Néel Tensor Torque in Polycrystalline Antiferromagnets

Abstract Antiferromagnets (AFMs) offer exceptional promise for next‐generation spintronic devices due to their ultrafast dynamics and resilience to external perturbations. However, while single‐crystalline AFMs have been capable of being electrically manipulated, controlling polycrystalline AFM spins remains a major challenge due to their aperiodic nature. In this work, a Néel tensor is introduced as a rank‐two symmetric tensor that statistically captures the spin correlations in polycrystalline AFMs, a fundamental departure from the conventional Néel vector approach. Using machine learning techniques, hidden statistical patterns in AFM spin structures are extracted, and establish the Néel tensor torque, an emergent symmetry‐breaking mechanism at the FM/AFM interface.
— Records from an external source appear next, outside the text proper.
use anyhow::Result;
use async_trait::async_trait;
use serde::{Deserialize, Serialize};

/// Representation of a vector embedding
#[derive(Debug, Serialize, Deserialize, Clone, PartialEq)]
pub struct Embedding {
    pub values: Vec<f32>,
}

impl From<Vec<f32>> for Embedding {
    fn from(values: Vec<f32>) -> Self {
        Embedding { values }
    }
}

impl Embedding {
    pub fn dimension(&self) -> usize {
        self.values.len()
    }

    pub fn cosine_similarity(&self, other: &Embedding) -> f32 {
        cosine_similarity(&self.values, &other.values)
    }
}

/// Cosine similarity of two vectors, 0.0 when either is a zero vector
pub fn cosine_similarity(query: &[f32], candidate: &[f32]) -> f32 {
    let dot: f32 = query.iter().zip(candidate).map(|(a, b)| a * b).sum();
    let norm = |v: &[f32]| v.iter().map(|x| x * x).sum::<f32>().sqrt();
    let denom = norm(query) * norm(candidate);
    if denom <= f32::EPSILON {
        return 0.0;
    }
    dot / denom
}

/// Turns text into embeddings. Queries and chunks must go through the same
/// implementation for search results to be meaningful.
#[async_trait]
pub trait Embedder: Send + Sync {
    async fn get_embedding(&self, text: &str) -> Result<Embedding>;
}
This torque enables field‐free spin‐orbit torque (SOT) switching in heavy‐metal/FM/AFM trilayers. Furthermore, it is experimentally demonstrated that the Néel tensor can be trained and memorized, allowing the system to retain its switching polarity–an unprecedented feature in AFM spintronics. This work unveils previously hidden statistical correlations in polycrystalline AFMs, bridging the gap between theoretical models and practical spintronic applications. The findings lay the foundation for non‐volatile, reconfigurable spintronic memory and neuromorphic computing, establishing the Néel tensor as a new degree of freedom for AFM‐based SOT switching.